# No fingers were harmed in the making of these moldings



## DS

So, this just popped up at work the other day. 
The outsource door manufacturer at work decided to not make the radius corner applied molding doors that they assured us they could make. I'm not sure why, but, left high and dry to make these corners ourselves, there were two ways to do it. These could be hand made - by that I mean templating with a jig and hand held router, then meticulously trimmed and mitered, etc.

Or, I could whip this out on the CNC machine.

About a 20 minute cycle to produce 24 pieces and voila! Perfect fit!










No fingers were harmed in the making of these moldings.

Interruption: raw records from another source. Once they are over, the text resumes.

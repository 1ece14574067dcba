//! Project configuration loaded from `spec/specflow.toml`.
//!
//! Every field has a default, so a project without the file (or with a
//! partial one) works out of the box. Relative paths resolve against the
//! project root.

use anyhow::{Context, Result};
use serde::{Deserialize, Serialize};
use std::fs;
use std::path::{Path, PathBuf};
use std::time::Duration;

use crate::fs::locking::LockPolicy;

pub const CONFIG_FILE: &str = "spec/specflow.toml";

#[derive(Debug, Clone, Default, PartialEq, Serialize, Deserialize)]
#[serde(default)]
pub struct Config {
    pub paths: PathsConfig,
    pub lock: LockConfig,
}

#[derive(Debug, Clone, PartialEq, Serialize, Deserialize)]
#[serde(default)]
pub struct PathsConfig {
    /// The work-unit JSON document.
    pub work_units: PathBuf,
    /// Directory searched recursively for `*.feature` files.
    pub features: PathBuf,
}

impl Default for PathsConfig {
    fn default() -> Self {
        Self {
            work_units: PathBuf::from("spec/work-units.json"),
            features: PathBuf::from("spec/features"),
        }
    }
}

#[derive(Debug, Clone, PartialEq, Serialize, Deserialize)]
#[serde(default)]
pub struct LockConfig {
    pub attempts: u32,
    pub initial_backoff_ms: u64,
    pub max_backoff_ms: u64,
}

impl Default for LockConfig {
    fn default() -> Self {
        let policy = LockPolicy::default();
        Self {
            attempts: policy.attempts,
            initial_backoff_ms: policy.initial_backoff.as_millis() as u64,
            max_backoff_ms: policy.max_backoff.as_millis() as u64,
        }
    }
}

impl LockConfig {
    pub fn policy(&self) -> LockPolicy {
        LockPolicy {
            attempts: self.attempts.max(1),
            initial_backoff: Duration::from_millis(self.initial_backoff_ms),
            max_backoff: Duration::from_millis(self.max_backoff_ms.max(self.initial_backoff_ms)),
        }
    }
}

impl Config {
    /// Load `spec/specflow.toml` under `project_root`, or defaults if absent.
    pub fn load(project_root: &Path) -> Result<Self> {
        let path = project_root.join(CONFIG_FILE);
        if !path.exists() {
            return Ok(Self::default());
        }

        let content = fs::read_to_string(&path)
            .with_context(|| format!("Failed to read config file: {}", path.display()))?;
        let config: Config = toml::from_str(&content)
            .with_context(|| format!("Failed to parse config file: {}", path.display()))?;

        tracing::debug!(config = %path.display(), "loaded configuration");
        Ok(config)
    }

    pub fn work_units_path(&self, project_root: &Path) -> PathBuf {
        project_root.join(&self.paths.work_units)
    }

    pub fn features_dir(&self, project_root: &Path) -> PathBuf {
        project_root.join(&self.paths.features)
    }
}
//! Project root discovery from the working directory

use serial_test::serial;
use std::env;
use std::fs;

use specflow::commands::common::project_root;

#[test]
#[serial]
fn test_discovers_root_from_subdirectory() {
    let temp = tempfile::TempDir::new().unwrap();
    let root = temp.path().canonicalize().unwrap();
    fs::create_dir_all(root.join("spec")).unwrap();
    fs::write(root.join("spec/specflow.toml"), "").unwrap();
    let nested = root.join("crates/app/src");
    fs::create_dir_all(&nested).unwrap();

    let original = env::current_dir().unwrap();
    env::set_current_dir(&nested).unwrap();
    let found = project_root(None);
    env::set_current_dir(original).unwrap();

    assert_eq!(found.unwrap(), root);
}

#[test]
#[serial]
fn test_falls_back_to_current_directory() {
    let temp = tempfile::TempDir::new().unwrap();
    let dir = temp.path().canonicalize().unwrap();

    let original = env::current_dir().unwrap();
    env::set_current_dir(&dir).unwrap();
    let found = project_root(None);
    env::set_current_dir(original).unwrap();

    assert_eq!(found.unwrap(), dir);
}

Aside from cutting the copious amounts of sheets goods for our casework, it is handy to be able to whip something like this out from time to time.

What kinds of impromptu projects have you run on your CNC machine?


----------



## DS

One of the assembled panels.

These will be painted white with an antique glaze, eventually.

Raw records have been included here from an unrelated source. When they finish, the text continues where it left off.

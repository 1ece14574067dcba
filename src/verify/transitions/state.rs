//! Work unit state transitions
//!
//! This module handles:
//! - Validating and applying a requested transition
//! - Keeping the unit's state column in step with its status

use crate::artifacts::SpecArtifacts;
use crate::errors::{Result, WorkflowError};
use crate::models::{Document, WorkStatus};

use super::preconditions::{check_done_entry, check_placeholders, check_testing_entry};
use super::warnings::TransitionOutcome;

/// Transition a work unit to a new status with validation
///
/// Checks the transition table, the blocked-reason rule, placeholder markers
/// for forward moves, and the entry gates for `testing` and `done`. On success
/// the unit moves to the end of the target column and a history entry is
/// appended. A self-transition skips the gates but is still recorded.
///
/// # Arguments
/// * `doc` - The document being mutated inside a transaction
/// * `id` - The work unit to move
/// * `target` - The status to move to
/// * `reason` - Required when entering `blocked`; stored in history otherwise
/// * `artifacts` - Scenario, placeholder and coverage lookups
///
/// # Errors
/// Any failed check returns an error and leaves `doc` untouched.
pub fn transition_work_unit(
    doc: &mut Document,
    id: &str,
    target: WorkStatus,
    reason: Option<&str>,
    artifacts: &dyn SpecArtifacts,
) -> Result<TransitionOutcome> {
    let unit = doc.get(id)?;
    let from = unit.status;
    from.try_transition(id, target)?;

    let reason = normalize_reason(reason);
    if target == WorkStatus::Blocked && from != WorkStatus::Blocked && reason.is_none() {
        return Err(WorkflowError::MissingBlockedReason { id: id.to_string() });
    }

    let mut warnings = Vec::new();
    if from != target {
        if from.is_forward_to(&target) {
            check_placeholders(unit, artifacts)?;
        }
        match target {
            WorkStatus::Testing => warnings.extend(check_testing_entry(doc, unit, artifacts)?),
            WorkStatus::Done => warnings.extend(check_done_entry(doc, unit, artifacts)?),
            _ => {}
        }
    }

    apply_transition(doc, id, target, reason)?;

    tracing::info!(work_unit = %id, %from, to = %target, "transitioned work unit");
    for warning in &warnings {
        tracing::warn!(work_unit = %id, %warning, "transition warning");
    }

    Ok(TransitionOutcome {
        id: id.to_string(),
        from,
        to: target,
        warnings,
    })
}

/// Move a unit to `blocked` with the given reason.
pub fn block_work_unit(
    doc: &mut Document,
    id: &str,
    reason: &str,
    artifacts: &dyn SpecArtifacts,
) -> Result<TransitionOutcome> {
    transition_work_unit(doc, id, WorkStatus::Blocked, Some(reason), artifacts)
}

/// Record a transition that has already been validated.
///
/// Confirms the id is listed in exactly the column matching its current
/// status, moves it to the end of the target column, then updates the unit.
/// Reports `DataIntegrity` instead of silently fixing a bad index.
pub(crate) fn apply_transition(
    doc: &mut Document,
    id: &str,
    target: WorkStatus,
    reason: Option<String>,
) -> Result<()> {
    let from = doc.get(id)?.status;

    let listed = doc.states.statuses_of(id);
    if listed != [from] {
        let found = if listed.is_empty() {
            "no column".to_string()
        } else {
            listed
                .iter()
                .map(|s| s.as_str())
                .collect::<Vec<_>>()
                .join(", ")
        };
        return Err(WorkflowError::DataIntegrity {
            message: format!("{id} has status {from} but is listed in {found}"),
        });
    }

    if from != target {
        doc.move_column(id, from, target)?;
    }
    doc.get_mut(id)?.record_transition(target, reason);
    Ok(())
}

fn normalize_reason(reason: Option<&str>) -> Option<String> {
    reason
        .map(str::trim)
        .filter(|r| !r.is_empty())
        .map(String::from)
}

For those taking notes, the tools used on the CNC were a 5/8" diameter Low Helix Up Spiral (2" Active cutting length) for the bulk stock removal and a 5/32"R Plunge Double Ogee bit from Magnate for the profile details.

A 1/32" Onion Skin was left to connect all the pieces which were later separated with a utility knife.


----------



## lumbering_on

It's not a sport until someone loses a finger.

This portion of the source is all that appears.